Nous avons le plaisir de vous informer que, demain, nous serons tués avec nos familles. Cette phrase, pour le moins cynique, Philip Gourevitch l’a choisie comme titre à un livre à faire frémir.

Nous avons le plaisir de vous informer que, demain, nous serons tués avec nos familles. – Chroniques rwandaises.

C’est le message authentique envoyé par un pasteur tutsi à son confrère hutu, quelques heures avant de se faire décapiter.

Cette phrase, pour le moins cynique, Philip Gourevitch l’a choisie comme titre à un livre à faire frémir. Bien des choses ont été dites sur le génocide rwandais de 1994, mais rarement a-t-on expliqué aussi clairement les rouages de la mécanique sinistre qui a engendré la mort d’au moins huit cent mille personnes en quelques mois.

Envoyé au Rwanda par le New Yorker en 1995, Gourevitch a mené une enquête approfondie, étayée de centaines de témoignages. Sans jamais verser dans un sensationnalisme sanguinolent, ces «chroniques rwandaises» remontent aux sources du conflit entre Hutus et Tutsis, nous faisant mieux comprendre une rivalité infiniment plus complexe que celle dépeinte par les médias en 1994, qui rangeaient volontiers les données du problème dans l’expression fourre-tout de «guerre ethnique séculaire».
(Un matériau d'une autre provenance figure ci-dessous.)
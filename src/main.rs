use mediagroup::{api::Server, config::Config, Dispatcher};
use tracing::info;

/// The main entry point for the aggregator service.
///
/// Initializes logging, loads the configuration, wires one aggregator into the
/// dispatcher and serves the JSON-RPC API.
#[tokio::main]
async fn main() -> anyhow::Result<()> {
    tracing_subscriber::fmt::init();

    // First argument overrides the config path.
    let path = std::env::args()
        .nth(1)
        .unwrap_or_else(|| "config/default.toml".to_string());
    let config = Config::load(&path)?;
    info!("Media group service starting with config: {:?}", config);

    let dispatcher = Dispatcher::from_config(&config.aggregator);
    info!(
        "Aggregating {:?} with a quiet period of {}ms",
        config.aggregator.aggregate_kinds, config.aggregator.timeout_ms
    );

    let server = Server::new(config, dispatcher);
    server.start().await?;

    Ok(())
}
//! Configuration Module
//!
//! This module defines all configuration structures for the aggregator service.
//! Configuration is loaded from TOML files and parsed using serde.

use crate::ItemKind;
use serde::Deserialize;
use std::fs;
use std::time::Duration;
use thiserror::Error;

/// Default quiet period before a group is finalized
pub const DEFAULT_TIMEOUT_MS: u64 = 500;

/// Errors raised while loading configuration
#[derive(Debug, Error)]
pub enum ConfigError {
    #[error("failed to read config file {path}: {source}")]
    Read {
        path: String,
        #[source]
        source: std::io::Error,
    },
    #[error("failed to parse config: {0}")]
    Parse(#[from] toml::de::Error),
}

/// Main configuration structure
///
/// Every section is optional in the file; missing sections fall back to defaults.
///
/// # Example TOML
/// ```toml
/// [aggregator]
/// timeout_ms = 1000
/// aggregate_kinds = ["photo", "video"]
///
/// [api]
/// host = "127.0.0.1"
/// port = 8545
/// ```
#[derive(Debug, Clone, Default, Deserialize)]
#[serde(default)]
pub struct Config {
    pub aggregator: AggregatorConfig,
    pub api: ApiConfig,
}

/// Group aggregation configuration
///
/// # Fields
/// - `timeout_ms`: Quiet period in milliseconds; the timer restarts on every new item
/// - `aggregate_kinds`: Item kinds that are collected into groups; other kinds pass through
#[derive(Debug, Clone, Deserialize)]
#[serde(default)]
pub struct AggregatorConfig {
    pub timeout_ms: u64,
    pub aggregate_kinds: Vec<ItemKind>,
}

impl Default for AggregatorConfig {
    fn default() -> Self {
        Self {
            timeout_ms: DEFAULT_TIMEOUT_MS,
            aggregate_kinds: vec![ItemKind::Photo, ItemKind::Video],
        }
    }
}

impl AggregatorConfig {
    pub fn timeout(&self) -> Duration {
        Duration::from_millis(self.timeout_ms)
    }
}

/// API server configuration
///
/// # Fields
/// - `host`: IP address to bind to (e.g., "127.0.0.1" or "0.0.0.0")
/// - `port`: TCP port to listen on (e.g., 8545)
#[derive(Debug, Clone, Deserialize)]
#[serde(default)]
pub struct ApiConfig {
    pub host: String,
    pub port: u16,
}

impl Default for ApiConfig {
    fn default() -> Self {
        Self {
            host: "127.0.0.1".to_string(),
            port: 8545,
        }
    }
}

impl Config {
    /// Load configuration from a TOML file
    ///
    /// # Arguments
    /// * `path` - Path to the TOML configuration file
    ///
    /// # Returns
    /// * `Ok(Config)` if the file was successfully loaded and parsed
    /// * `Err` if the file couldn't be read or the TOML is invalid
    pub fn load(path: &str) -> Result<Self, ConfigError> {
        let content = fs::read_to_string(path).map_err(|source| ConfigError::Read {
            path: path.to_string(),
            source,
        })?;

        Self::parse(&content)
    }

    /// Parse configuration from TOML text
    pub fn parse(content: &str) -> Result<Self, ConfigError> {
        Ok(toml::from_str(content)?)
    }
}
L’auteur dépeint le Rwanda colonial, sous la férule des Belges; il montre comment ces derniers ont délibérément avivé les tensions ethniques latentes, désignant les Tutsis comme supérieurs afin d’asseoir une pseudo-hiérarchie fort commode pour eux. Quand le Rwanda devient indépendant, en 1961, les deux ethnies sont plus divisées que jamais. Profitant de cette période d’instabilité, les Hutus, bien plus nombreux, s’emparent du pouvoir, décidés à museler leurs anciens dirigeants. Si les têtes ont déjà commencé à rouler, il faut attendre quelques décennies pour qu’une véritable politique d’épuration soit instaurée. Ce qui sera fait sous le gouvernement d’Habiyarimana, qui cautionne la propagande anti-Tutsis. «En 1994, le Rwanda passait dans le monde entier pour l’exemple typique du chaos et de l’anarchie résultant de l’effondrement de l’État. Pas du tout. Le génocide fut le produit de l’ordre, de l’autoritarisme, de décennies de théorisation et d’endoctrinement politique modernes.»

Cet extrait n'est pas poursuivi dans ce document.